The third kind of supporting material is connective tissue. This is composed of tiny threads or fibers, some of which are inelastic, others are very elastic. The inelastic fibers are found in places where a flexible, but unyielding support is required; the elastic fibers are located where elasticity is particularly important. Either kind of fiber may be grouped into sheets, or into loose networks, or into stout cords. A good example of inelastic connective tissue in sheet form is in the _mesentery_ which holds the organs of the abdominal cavity in place. Just under the skin, anchoring it loosely to the underlying muscles, is connective tissue in network form. The tendons by which most of the muscles are attached to the bones upon which they pull are made up of inelastic connective tissue in the form of cords. The best example of elastic connective tissue is in the large arteries, which are just as elastic as best quality rubber tubing. Another good example is the large and strong elastic cord which passes along the back of the neck in cattle and sheep, and helps to support the weight of the head. Connective tissue fibers are deposited by living connective tissue cells. Since connective tissue is of open and relatively loose construction, there is no problem presented in supplying the cells with material. The meshes among the fibers are filled with fluid, and this fluid has ready connection, in turn, with the blood. Use is made of the abundance of body fluid in the connective tissue spaces whenever a subcutaneous injection is given, for what is done is to inject the desired material into the fluid which fills the spaces in the connective tissue just beneath the skin, trusting that it will pass from there to the blood, which it does rather gradually, and so is distributed about the whole body.
While we are on the topic of the supporting framework, something must be said about the grouping of the bones into what we know as the skeleton. Of course it is evident that the effectiveness of the bony part of the framework depends almost altogether on the way in which the individual bones are grouped together. If the whole skeleton were
composed of one great bone, or of different bones anchored solidly together, the body would be perfectly rigid; since motion is necessary to life, flexible connections between some of the bones are absolutely essential. Our movements are actually made by means of muscles, but nearly all of them become effective through the motions of bones to which the muscles are fastened. The bones are often very irregular in shape; careful study shows that the irregularities are due either to provision for the contact of one bone with another in the joints, a contact that must allow in most cases for motion of one on the other, or to provision of places to which muscles can be fastened in such a way as to make their pull effective. It is, of course, out of the question for us to examine the skeleton bone by bone. Figures are given of a number of typical bones: all that we can do in addition is to mention some of the interesting features of the skeleton.
The skeleton of the head is called the skull; its chief features are the brain case, the eye sockets, and the parts about the nose and mouth. The brain case is made up of eight bones firmly joined together by saw-tooth margins to make up a roughly spherical box which holds the brain, and protects this delicate and vitally important organ from all injury except the most severe. There are a number of small openings out from the brain case through which nerves pass, and one large opening below and at the back through which the spinal cord merges into the brain. The bones which make up the sides of the brain case are much thickened just behind the ears. A hollow extends from each ear into the bone, and within this hollow, securely protected from harm, is the actual organ of hearing. There are extensions of the hollow backward which are not occupied by any organs, and which communicate with the cavity of the ear. These sometimes become infected from the ear, causing the condition known as mastoiditis. Not only is this condition excruciatingly painful, but on account of the thin layer of bone which separates it from the brain itself it is highly dangerous. For this reason any ear trouble should be carefully watched lest it develop into mastoid trouble.

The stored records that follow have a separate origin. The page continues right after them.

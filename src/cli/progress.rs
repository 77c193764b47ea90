//! Terminal rendering of chain events.

use std::io::{self, Write};

use tokio::sync::mpsc;

use crate::chain::{ChainEvent, StreamPrinter};

/// Prints events until the sender side is dropped.
pub async fn print_events(
    mut events: mpsc::UnboundedReceiver<ChainEvent>,
    mut out: impl Write + Send,
    formatted: bool,
) -> io::Result<()> {
    let mut renderer = EventRenderer::new(formatted);
    while let Some(event) = events.recv().await {
        renderer.render(&event, &mut out)?;
    }
    out.flush()
}

/// Turns events into terminal output.
#[derive(Debug)]
pub struct EventRenderer {
    printer: StreamPrinter,
    buffer: String,
}

impl EventRenderer {
    pub fn new(formatted: bool) -> Self {
        Self {
            printer: StreamPrinter::new(formatted),
            buffer: String::new(),
        }
    }

    pub fn render(&mut self, event: &ChainEvent, out: &mut impl Write) -> io::Result<()> {
        match event {
            ChainEvent::StepStarted { step } => {
                self.buffer.clear();
                writeln!(out, "\n{}", step.heading())?;
                writeln!(out, "{}", "-".repeat(step.heading().len()))?;
            }
            ChainEvent::Fragment { buffer, .. } => {
                self.printer.write_delta(out, buffer)?;
                self.buffer.clone_from(buffer);
            }
            ChainEvent::StepCompleted { result } => {
                let rest = self.printer.finish(&result.text);
                writeln!(out, "{}", rest)?;
            }
            ChainEvent::StepFailed { step, error } => {
                let rest = self.printer.finish(&self.buffer);
                writeln!(out, "{}", rest)?;
                writeln!(out, "\n✗ {} step failed: {}", step, error)?;
            }
            ChainEvent::ChainCompleted => {
                writeln!(out, "\n✓ Evaluation complete")?;
            }
            ChainEvent::ChainAborted { reason } => {
                writeln!(out, "✗ Evaluation not started: {}", reason)?;
            }
        }
        out.flush()
    }
}
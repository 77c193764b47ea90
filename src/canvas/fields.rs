//! The nine building blocks of a business model canvas.
//!
//! Each field carries the label used in the canvas description, the question
//! asked when collecting it, a short guide of what to cover, and an example
//! answer that can seed a template.

use serde::{Deserialize, Serialize};

// ============================================================================
// Canvas Fields
// ============================================================================

/// One of the nine canvas building blocks, in canonical order.
#[derive(Debug, Clone, Copy, PartialEq, Eq, Hash, Serialize, Deserialize)]
#[serde(rename_all = "snake_case")]
pub enum CanvasField {
    ValueProposition,
    CustomerProfile,
    DistributionChannel,
    CustomerRelationship,
    RevenueStreams,
    KeyResources,
    KeyActivities,
    KeyPartners,
    CostStructure,
}

impl CanvasField {
    /// All fields in the order they appear in the canvas description.
    pub const ALL: [CanvasField; 9] = [
        CanvasField::ValueProposition,
        CanvasField::CustomerProfile,
        CanvasField::DistributionChannel,
        CanvasField::CustomerRelationship,
        CanvasField::RevenueStreams,
        CanvasField::KeyResources,
        CanvasField::KeyActivities,
        CanvasField::KeyPartners,
        CanvasField::CostStructure,
    ];

    /// Stable identifier, used as the JSON key on export.
    pub fn id(&self) -> &'static str {
        match self {
            Self::ValueProposition => "value_proposition",
            Self::CustomerProfile => "customer_profile",
            Self::DistributionChannel => "distribution_channel",
            Self::CustomerRelationship => "customer_relationship",
            Self::RevenueStreams => "revenue_streams",
            Self::KeyResources => "key_resources",
            Self::KeyActivities => "key_activities",
            Self::KeyPartners => "key_partners",
            Self::CostStructure => "cost_structure",
        }
    }

    /// Label written in front of the field in the canvas description.
    pub fn label(&self) -> &'static str {
        match self {
            Self::ValueProposition => "Value proposition",
            Self::CustomerProfile => "Customer profile",
            Self::DistributionChannel => "Distribution channel",
            Self::CustomerRelationship => "Customer relationship",
            Self::RevenueStreams => "Revenue streams",
            Self::KeyResources => "Key resources",
            Self::KeyActivities => "Key activities",
            Self::KeyPartners => "Key partners",
            Self::CostStructure => "Cost structure",
        }
    }

    /// Question shown to the user when collecting this field.
    pub fn question(&self) -> &'static str {
        match self {
            Self::ValueProposition => "What is the value proposition for your business model?",
            Self::CustomerProfile => {
                "Please provide a description of the customer segment that you are targeting"
            }
            Self::DistributionChannel => {
                "Please provide a description of the distribution channel that you are using"
            }
            Self::CustomerRelationship => {
                "Please provide a description of the customer relationship that you are building"
            }
            Self::RevenueStreams => {
                "Please provide a description of the revenue streams that you are generating"
            }
            Self::KeyResources => {
                "Please provide a description of the key resources that you are using"
            }
            Self::KeyActivities => {
                "Please provide a description of the key activities that you are performing"
            }
            Self::KeyPartners => {
                "Please provide a description of the key partners that you are working with"
            }
            Self::CostStructure => {
                "Please provide a description of the cost structure that you are facing"
            }
        }
    }

    /// Guidance on what the answer should cover.
    pub fn help(&self) -> &'static str {
        match self {
            Self::ValueProposition => VALUE_PROPOSITION_HELP,
            Self::CustomerProfile => CUSTOMER_PROFILE_HELP,
            Self::DistributionChannel => DISTRIBUTION_CHANNEL_HELP,
            Self::CustomerRelationship => CUSTOMER_RELATIONSHIP_HELP,
            Self::RevenueStreams => REVENUE_STREAMS_HELP,
            Self::KeyResources => KEY_RESOURCES_HELP,
            Self::KeyActivities => KEY_ACTIVITIES_HELP,
            Self::KeyPartners => KEY_PARTNERS_HELP,
            Self::CostStructure => COST_STRUCTURE_HELP,
        }
    }

    /// Example answer for a fictional process-automation software company.
    pub fn example(&self) -> &'static str {
        match self {
            Self::ValueProposition => {
                "Example: Our innovative software solution automates business process management, \
                 reducing operational costs by 40% while improving accuracy and efficiency."
            }
            Self::CustomerProfile => {
                "Example: Mid to large-sized enterprises (100+ employees) in the manufacturing sector, \
                 specifically operations and process managers looking to optimize their workflow."
            }
            Self::DistributionChannel => {
                "Example: Direct sales through our website and enterprise sales team, \
                 plus partnerships with major consulting firms for broader market reach."
            }
            Self::CustomerRelationship => {
                "Example: Dedicated account managers for enterprise clients, \
                 24/7 technical support, and regular check-ins to ensure customer success."
            }
            Self::RevenueStreams => {
                "Example: Monthly subscription model ($500-2000/month based on users), \
                 implementation services ($5000-20000), and premium support packages."
            }
            Self::KeyResources => {
                "Example: Proprietary automation software, cloud infrastructure, \
                 skilled development team, and established client relationships."
            }
            Self::KeyActivities => {
                "Example: Software development and updates, customer support, \
                 sales and marketing, and continuous platform improvement."
            }
            Self::KeyPartners => {
                "Example: Cloud service providers (AWS, Azure), \
                 consulting firms for implementation, and technology vendors for integrations."
            }
            Self::CostStructure => {
                "Example: Development team salaries (40%), cloud infrastructure (20%), \
                 sales and marketing (25%), customer support (15%)."
            }
        }
    }

    /// Looks up a field by its identifier.
    pub fn from_id(id: &str) -> Option<Self> {
        Self::ALL.iter().copied().find(|f| f.id() == id)
    }
}

impl std::fmt::Display for CanvasField {
    fn fmt(&self, f: &mut std::fmt::Formatter<'_>) -> std::fmt::Result {
        write!(f, "{}", self.label())
    }
}

// ============================================================================
// Help Texts
// ============================================================================

const VALUE_PROPOSITION_HELP: &str = "What value do you deliver to the customer? Which customer needs are you satisfying?
• Products and services you offer
• Pain relievers and gain creators
• Unique selling points
• Why customers should choose you over competitors";

const CUSTOMER_PROFILE_HELP: &str = "Who are your most important customers? For whom are you creating value?
• Target market demographics
• User personas
• Market size and characteristics
• Customer pain points and gains";

const DISTRIBUTION_CHANNEL_HELP: &str = "How do you reach your customers? Through which channels do your customer segments want to be reached?
• Sales channels (direct/indirect)
• Marketing channels
• Communication channels
• Physical/digital presence
• Customer touchpoints";

const CUSTOMER_RELATIONSHIP_HELP: &str = "What type of relationship does each customer segment expect you to establish and maintain?
• Personal assistance
• Self-service
• Automated services
• Communities
• Co-creation
• Customer support strategy";

const REVENUE_STREAMS_HELP: &str = "For what value are your customers willing to pay? How do they currently pay?
• Pricing models
• Payment methods
• Revenue sources
• Pricing strategy
• Recurring vs one-time revenues";

const KEY_RESOURCES_HELP: &str = "What key resources does your value proposition require?
• Physical assets
• Intellectual property
• Human resources
• Financial resources
• Technology infrastructure
• Brand and reputation";

const KEY_ACTIVITIES_HELP: &str = "What key activities does your value proposition require?
• Production
• Problem solving
• Platform/Network
• Research & Development
• Marketing & Sales
• Supply chain management";

const KEY_PARTNERS_HELP: &str = "Who are your key partners and suppliers? What key resources are you acquiring from them?
• Strategic alliances
• Supplier relationships
• Joint ventures
• Coopetition
• Key suppliers and their roles";

const COST_STRUCTURE_HELP: &str = "What are the most important costs inherent in your business model?
• Fixed costs
• Variable costs
• Economies of scale
• Cost-driven vs value-driven
• Major cost centers
• Cost optimization opportunities";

Of the bones that make up the eye sockets not much need be said, except that they have a great deal to do with determining the shape of the upper part of the face and so the appearance. There are bones within the nostrils that are very irregular in outline. Their effect is to increase greatly the surface over which the air that is breathed must pass, enabling it to become both warm and moist before entering the lungs. The jaw bones serve as receptacles for the teeth; the lower jaw, which is the only movable bone of the head, except for the tiny bones within the ears, has also the duty of operating as a mill in reducing the food to suitable form for swallowing. To aid in this function the lower jaw is hinged to the rest of the skull in such a way that it not only opens and closes but can slide forward and back or from side to side. All these motions are used in chewing. There are twenty-two bones altogether in the skull, not counting the three tiny ones in each ear which will be described later.
The body consists of trunk and limbs, and each part has its skeleton. The skeleton of the trunk consists of the spinal column, the rib cage, the shoulder girdle, and the hip girdle. The skeletons
of the limbs are all according to a single plan to be described in a moment. The spinal column is a remarkable example of strength combined with flexibility and elasticity. It is made up of thirty-three bones or _vertebræ_; each of these has a disk-shaped part known as the _body_, and these disks are placed in line as shown in the figure. Between each disk and its neighbor is an elastic pad composed of a mixture of cartilage and elastic connective tissue. There is a small amount of give in each pad and this, taken along the whole length of the spinal column, is enough to give it the great flexibility which it enjoys. During the day the weight of the body packs these pads down hard, so that it is said that a man may be as much as an inch shorter at night than in the morning. Behind the disk each vertebra has an arch of bone, and beyond and beside this arch most of them have projections. All the arches together make up a bony canal which contains and protects the spinal cord. The projections serve for the attachment of the ribs and the back muscles by which the bending motions of the body are made.
The rib cage includes the breastbone and twelve pairs of ribs. It serves two purposes: to protect the heart and lungs from injury; and to take part in the movements of breathing. The latter function involves some degree of motion of the rib cage. All the ribs are attached behind to the vertebral column in a fashion that permits of a little motion up and down. All except the last two are fastened in front, seven pairs to the breastbone, three pairs each to the rib above it. In breathing the breastbone and ribs are moved up and down by muscles attached to them.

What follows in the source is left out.